La mairie de Lubumbashi a vécu, mardi 19 août, une séquence pour le moins tumultueuse, illustrant une fois de plus les fractures qui minent l’institution municipale. Le déclencheur ? L’arrivée de Joyce Tunda, maire adjointe, dans ses bureaux. Son simple passage a suffi à mettre le feu aux poudres, provoquant un face-à-face tendu avec les conseillers communaux de la commune de Kampemba, présents sur place pour une audience avec le maire intérimaire.
Selon le récit des élus locaux, l’incident trouve son origine dans un ordre d’évacuation qui leur aurait été intimé, un ordre qu’ils attribuent directement à l’adjointe au maire. Un manquement au respect dû à leur fonction, clament-ils, eux qui se disent les légitimes représentants du peuple. Leur indignation, capturée par une vidéo devenue virale sur les réseaux sociaux, montre des élus exaspérés, brandissant la menace d’une action en justice contre un agent de police qui aurait porté la main sur l’un des leurs. Une situation qui pose une question fondamentale : jusqu’où peut aller la tension dans la gestion des affaires municipales ?
Du côté de l’entourage de Joyce Tunda, on dépeint une version radicalement différente des événements. Il ne s’agirait pas d’un caprice autoritaire, mais d’une simple application du protocole de sécurité. À l’entrée de l’autorité municipale, le passage doit être libéré ; une mesure de routine présentée comme une nécessité administrative. La source précise que les conseillers, réunis dans la salle Wantashi, se sont levés en masse et ont improvisé une sortie vers le couloir, créant ainsi la confusion et l’agitation. Qui dit vrai ? La version protocolaire ou le récit du manque de respect ?

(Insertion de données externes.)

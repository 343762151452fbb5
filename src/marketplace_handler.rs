// splitpay/src/marketplace_handler.rs
// Marketplace gateway endpoints: OAuth callback exchange and webhook listener

use axum::{
    extract::{rejection::JsonRejection, Query, State},
    http::HeaderMap,
    response::{IntoResponse, Response},
    routing::post,
    Json, Router,
};
use serde::Deserialize;
use serde_json::json;
use std::collections::HashMap;
use std::sync::Arc;
use uuid::Uuid;

use crate::checkout_handler::rejection;
use crate::oauth::OAuthExchange;
use crate::reconciler::{MarketplaceDelivery, Reconciler};

#[derive(Clone)]
pub struct MarketplaceState {
    pub oauth: Arc<OAuthExchange>,
    pub reconciler: Arc<Reconciler>,
}

#[derive(Debug, Deserialize)]
#[serde(rename_all = "camelCase")]
pub struct ExchangeRequest {
    pub code: String,
    pub producer_id: Uuid,
    pub redirect_uri: String,
}

pub async fn oauth_exchange_handler(
    State(state): State<MarketplaceState>,
    payload: Result<Json<ExchangeRequest>, JsonRejection>,
) -> Response {
    let Json(request) = match payload {
        Ok(payload) => payload,
        Err(e) => return rejection(e).into_response(),
    };

    match state
        .oauth
        .exchange(&request.code, request.producer_id, &request.redirect_uri)
        .await
    {
        Ok(_) => Json(json!({ "success": true })).into_response(),
        Err(e) => e.into_response(),
    }
}

fn header<'a>(headers: &'a HeaderMap, name: &str) -> Option<&'a str> {
    headers.get(name).and_then(|value| value.to_str().ok())
}

pub async fn marketplace_webhook_handler(
    State(state): State<MarketplaceState>,
    Query(query): Query<HashMap<String, String>>,
    headers: HeaderMap,
    body: String,
) -> Response {
    let delivery = MarketplaceDelivery {
        signature: header(&headers, "x-signature"),
        request_id: header(&headers, "x-request-id"),
        query: &query,
        body: &body,
    };

    match state.reconciler.handle_marketplace(delivery).await {
        Ok(outcome) => {
            tracing::info!(outcome = ?outcome, "Marketplace webhook handled");
            outcome.into_response()
        }
        Err(e) => e.into_response(),
    }
}

pub fn router(state: MarketplaceState) -> Router {
    Router::new()
        .route("/oauth/exchange", post(oauth_exchange_handler))
        .route("/webhook", post(marketplace_webhook_handler))
        .with_state(state)
}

Cet épisode ne surgit pas ex nihilo. Il s’inscrit dans un contexte de tension municipale persistant au Haut-Katanga, où une lutte sourde pour le contrôle du fauteuil majoral oppose depuis plusieurs mois le titulaire, actuellement intérimaire, et son adjointe. Un conflit larvé qui paralyse la gouvernance locale et hypothèque le développement de la capitale cuprifère. Le conflit mairie Lubumbashi dépasse ainsi la simple altercation ponctuelle ; il est le symptôme d’une bataille plus large pour le pouvoir et l’influence.
L’élément le plus troublant dans cette affaire reste sans doute la décision du Conseil d’État. L’institution suprême a bel et bien réhabilité Joyce Tunda dans ses fonctions de maire intérimaire, invalidant de fait la légitimité de son adversaire. Pourtant, cette ordonnance, censée trancher le différend, reste lettre morte. Pourquoi une décision de justice de si haut niveau n’est-elle pas appliquée ? Cette inertie interroge sur la réalité du pouvoir des institutions face aux rapports de force politique locale RDC. Le non-respect de cette injonction judiciaire ouvre-t-il la porte à une impunité structurelle dans la gestion des villes ?

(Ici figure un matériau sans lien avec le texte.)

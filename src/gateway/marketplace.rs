// splitpay/src/gateway/marketplace.rs
// Marketplace gateway: hosted-checkout preferences, direct charges, payment lookup, OAuth code exchange

use async_trait::async_trait;
use chrono::{DateTime, FixedOffset, Utc};
use reqwest::{Client, StatusCode};
use rust_decimal::prelude::ToPrimitive;
use rust_decimal::Decimal;
use secrecy::{ExposeSecret, SecretString};
use serde::{Deserialize, Serialize};
use serde_json::{json, Map, Value};
use std::time::Duration;

use super::{
    error_message, read_json, string_or_number, value_as_id, ChargeRecord, CheckoutGateway,
    CheckoutMode, CheckoutOrder, GatewayCharge, PaymentHandle, ProducerCredential,
};
use crate::config::{CheckoutUrls, MarketplaceConfig};
use crate::error::{Result, SplitError};
use crate::models::{only_digits, DocumentType, GatewayKind};

const REQUEST_TIMEOUT: Duration = Duration::from_secs(30);

// ═══════════════════════════════════════════════════════════════════════════════
// WIRE TYPES
// ═══════════════════════════════════════════════════════════════════════════════

#[derive(Debug, Serialize)]
struct PreferenceRequest<'a> {
    items: Vec<PreferenceItem<'a>>,
    #[serde(with = "rust_decimal::serde::float")]
    application_fee: Decimal,
    notification_url: &'a str,
    external_reference: &'a str,
    back_urls: BackUrls<'a>,
    auto_return: &'static str,
    #[serde(skip_serializing_if = "Option::is_none")]
    payer: Option<Value>,
}

#[derive(Debug, Serialize)]
struct PreferenceItem<'a> {
    id: String,
    title: &'a str,
    quantity: u32,
    currency_id: &'static str,
    #[serde(with = "rust_decimal::serde::float")]
    unit_price: Decimal,
}

#[derive(Debug, Serialize)]
struct BackUrls<'a> {
    success: &'a str,
    failure: &'a str,
    pending: &'a str,
}

/// Payment as re-fetched from the gateway after a webhook
#[derive(Debug, Clone, Deserialize)]
pub struct MarketplacePayment {
    #[serde(deserialize_with = "string_or_number")]
    pub id: String,
    pub status: String,
    #[serde(default)]
    pub status_detail: Option<String>,
    #[serde(default)]
    pub external_reference: Option<String>,
    pub transaction_amount: Decimal,
    #[serde(default)]
    pub date_approved: Option<DateTime<FixedOffset>>,
    #[serde(default)]
    pub payment_method_id: Option<String>,
    #[serde(default)]
    pub payment_type_id: Option<String>,
}

impl MarketplacePayment {
    pub fn approved_at(&self) -> Option<DateTime<Utc>> {
        self.date_approved.map(|at| at.with_timezone(&Utc))
    }
}

/// Result of an authorization-code exchange
#[derive(Debug, Deserialize)]
pub struct OAuthToken {
    pub access_token: SecretString,
    #[serde(default)]
    pub refresh_token: Option<SecretString>,
    #[serde(default)]
    pub token_type: Option<String>,
    #[serde(default)]
    pub expires_in: Option<i64>,
    #[serde(default)]
    pub scope: Option<String>,
    #[serde(default)]
    user_id: Option<Value>,
}

impl OAuthToken {
    /// Seller account id at the gateway; numeric on the wire
    pub fn user_id(&self) -> Option<String> {
        self.user_id.as_ref().and_then(value_as_id)
    }
}

// ═══════════════════════════════════════════════════════════════════════════════
// ADAPTER
// ═══════════════════════════════════════════════════════════════════════════════

pub struct MarketplaceGateway {
    config: MarketplaceConfig,
    notification_url: String,
    checkout_urls: CheckoutUrls,
    http_client: Client,
}

impl MarketplaceGateway {
    pub fn new(
        config: MarketplaceConfig,
        public_base_url: &str,
        checkout_urls: CheckoutUrls,
    ) -> Result<Self> {
        let http_client = Client::builder()
            .timeout(REQUEST_TIMEOUT)
            .build()
            .map_err(|e| SplitError::Configuration(format!("HTTP client: {}", e)))?;

        Ok(Self {
            config,
            notification_url: format!("{}/marketplace/webhook", public_base_url),
            checkout_urls,
            http_client,
        })
    }

    pub fn webhook_secret(&self) -> Option<&SecretString> {
        self.config.webhook_secret.as_ref()
    }

    fn url(&self, path: &str) -> String {
        format!("{}{}", self.config.api_url, path)
    }

    /// Hosted checkout. Nothing is recorded locally until the webhook arrives.
    async fn create_preference(
        &self,
        order: &CheckoutOrder<'_>,
        access_token: &SecretString,
        success_url: Option<&str>,
        failure_url: Option<&str>,
    ) -> Result<GatewayCharge> {
        let request = PreferenceRequest {
            items: vec![PreferenceItem {
                id: order
                    .product_id
                    .map(|id| id.to_string())
                    .unwrap_or_else(|| "item-1".to_string()),
                title: order.title,
                quantity: 1,
                currency_id: "BRL",
                unit_price: order.split.amount,
            }],
            application_fee: order.split.platform_fee,
            notification_url: &self.notification_url,
            external_reference: order.external_reference,
            back_urls: BackUrls {
                success: success_url.unwrap_or(&self.checkout_urls.success),
                failure: failure_url.unwrap_or(&self.checkout_urls.failure),
                pending: &self.checkout_urls.pending,
            },
            auto_return: "approved",
            payer: order.payer.and_then(payer_payload),
        };

        let response = self
            .http_client
            .post(self.url("/checkout/preferences"))
            .bearer_auth(access_token.expose_secret())
            .json(&request)
            .send()
            .await?;
        let body = read_producer_response(response).await?;

        let preference_id = body
            .get("id")
            .and_then(value_as_id)
            .ok_or_else(|| gateway_shape_error("preference response has no id"))?;
        let init_point = body
            .get("init_point")
            .and_then(Value::as_str)
            .ok_or_else(|| gateway_shape_error("preference response has no init_point"))?
            .to_string();

        tracing::info!(
            external_reference = order.external_reference,
            preference_id = %preference_id,
            "Checkout preference created"
        );

        Ok(GatewayCharge {
            handle: PaymentHandle::Redirect {
                init_point,
                preference_id,
                external_reference: order.external_reference.to_string(),
            },
            record: None,
        })
    }

    /// Direct charge from the embedded widget's form data, merged with the split fields
    async fn create_charge(
        &self,
        order: &CheckoutOrder<'_>,
        access_token: &SecretString,
        form_data: &Map<String, Value>,
    ) -> Result<GatewayCharge> {
        let mut payload = form_data.clone();
        payload.insert("transaction_amount".into(), money(order.split.amount));
        payload.insert("application_fee".into(), money(order.split.platform_fee));
        payload.insert("description".into(), json!(order.title));
        payload.insert("external_reference".into(), json!(order.external_reference));
        payload.insert("notification_url".into(), json!(self.notification_url));
        if !payload.contains_key("payer") {
            if let Some(payer) = order.payer.and_then(payer_payload) {
                payload.insert("payer".into(), payer);
            }
        }

        let response = self
            .http_client
            .post(self.url("/v1/payments"))
            .bearer_auth(access_token.expose_secret())
            .header("X-Idempotency-Key", order.external_reference)
            .json(&payload)
            .send()
            .await?;
        let body = read_producer_response(response).await?;

        let payment_id = body
            .get("id")
            .and_then(value_as_id)
            .ok_or_else(|| gateway_shape_error("payment response has no id"))?;
        let status = body
            .get("status")
            .and_then(Value::as_str)
            .unwrap_or("pending")
            .to_string();
        let status_detail = body
            .get("status_detail")
            .and_then(Value::as_str)
            .map(str::to_string);
        let text = |key: &str| body.get(key).and_then(Value::as_str).map(str::to_string);

        tracing::info!(
            external_reference = order.external_reference,
            mp_payment_id = %payment_id,
            status = %status,
            "Direct charge submitted"
        );

        let mut gateway_fields = Map::new();
        for key in [
            "id",
            "payment_method_id",
            "payment_type_id",
            "transaction_amount",
            "point_of_interaction",
        ] {
            if let Some(value) = body.get(key) {
                gateway_fields.insert(key.to_string(), value.clone());
            }
        }

        Ok(GatewayCharge {
            record: Some(ChargeRecord {
                mp_payment_id: Some(payment_id),
                efi_txid: None,
                payment_type: text("payment_type_id"),
                payment_method: text("payment_method_id"),
                status_detail: status_detail.clone(),
            }),
            handle: PaymentHandle::Charge {
                status,
                status_detail,
                external_reference: order.external_reference.to_string(),
                gateway_fields,
            },
        })
    }

    /// Authoritative payment state, read with the platform token
    pub async fn fetch_payment(&self, payment_id: &str) -> Result<MarketplacePayment> {
        let response = self
            .http_client
            .get(self.url(&format!("/v1/payments/{}", payment_id)))
            .bearer_auth(self.config.access_token.expose_secret())
            .send()
            .await?;

        if response.status() == StatusCode::UNAUTHORIZED {
            return Err(SplitError::Auth(
                "platform access token rejected by the marketplace gateway".to_string(),
            ));
        }

        let body = read_json(response).await?;
        serde_json::from_value(body)
            .map_err(|e| gateway_shape_error(&format!("unexpected payment shape: {}", e)))
    }

    /// Single-use authorization code for a long-lived producer token
    pub async fn exchange_code(&self, code: &str, redirect_uri: &str) -> Result<OAuthToken> {
        let params = [
            ("client_id", self.config.client_id.as_str()),
            ("client_secret", self.config.client_secret.expose_secret()),
            ("grant_type", "authorization_code"),
            ("code", code),
            ("redirect_uri", redirect_uri),
        ];

        let response = self
            .http_client
            .post(self.url("/oauth/token"))
            .form(&params)
            .send()
            .await?;

        let status = response.status();
        let raw = response.text().await?;
        let body: Value = serde_json::from_str(&raw).unwrap_or(Value::Null);
        if !status.is_success() {
            return Err(SplitError::Auth(error_message(&body, &raw)));
        }

        serde_json::from_value(body)
            .map_err(|e| SplitError::Auth(format!("token response not understood: {}", e)))
    }
}

#[async_trait]
impl CheckoutGateway for MarketplaceGateway {
    fn kind(&self) -> GatewayKind {
        GatewayKind::Marketplace
    }

    async fn checkout(&self, order: &CheckoutOrder<'_>) -> Result<GatewayCharge> {
        let access_token = match order.credential {
            ProducerCredential::Marketplace { access_token } => access_token,
            ProducerCredential::DirectPix(_) => {
                return Err(SplitError::gateway_not_connected(order.producer.id, self.kind()))
            }
        };

        match order.mode {
            CheckoutMode::Redirect {
                success_url,
                failure_url,
            } => {
                self.create_preference(
                    order,
                    access_token,
                    success_url.as_deref(),
                    failure_url.as_deref(),
                )
                .await
            }
            CheckoutMode::Transparent { form_data } => {
                self.create_charge(order, access_token, form_data).await
            }
            CheckoutMode::Pix => Err(SplitError::InvalidRequest(
                "PIX mode is served by the direct PIX gateway".to_string(),
            )),
        }
    }
}

// ═══════════════════════════════════════════════════════════════════════════════
// HELPERS
// ═══════════════════════════════════════════════════════════════════════════════

/// A 401 on a producer-token call means the delegated credential is dead
async fn read_producer_response(response: reqwest::Response) -> Result<Value> {
    if response.status() == StatusCode::UNAUTHORIZED {
        let raw = response.text().await.unwrap_or_default();
        let body: Value = serde_json::from_str(&raw).unwrap_or(Value::Null);
        return Err(SplitError::CredentialInvalid(error_message(&body, &raw)));
    }
    read_json(response).await
}

fn gateway_shape_error(message: &str) -> SplitError {
    SplitError::Gateway {
        status: 200,
        message: message.to_string(),
    }
}

fn money(amount: Decimal) -> Value {
    amount.to_f64().map(Value::from).unwrap_or(Value::Null)
}

fn payer_payload(payer: &crate::models::Payer) -> Option<Value> {
    let mut out = Map::new();
    if let Some(email) = &payer.email {
        out.insert("email".into(), json!(email));
    }
    if let Some(name) = &payer.name {
        out.insert("first_name".into(), json!(name));
    }
    if let Some(document) = &payer.document {
        let digits = only_digits(document);
        if let Some(kind) = DocumentType::from_digits(&digits) {
            out.insert(
                "identification".into(),
                json!({ "type": kind.as_str(), "number": digits }),
            );
        }
    }
    (!out.is_empty()).then(|| Value::Object(out))
}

Les conseillers communaux Kampemba, pris en étau dans cette guerre de leadership, apparaissent à la fois comme des pions et des témoins gênants de cette déliquescence. Leur colère, si elle semble dirigée contre un incident précis, est aussi le reflet d’une frustration plus profonde face à un système où les jeux d’ego prennent le pas sur le service public. La situation à Lubumbashi pose in fine la question de la gouvernance des grandes villes congolaises : peuvent-elles se permettre d’être le théâtre de telles guerres intestines alors que les défis du développement urbain sont si criants ? La crédibilité de toute la politique locale RDC est en jeu.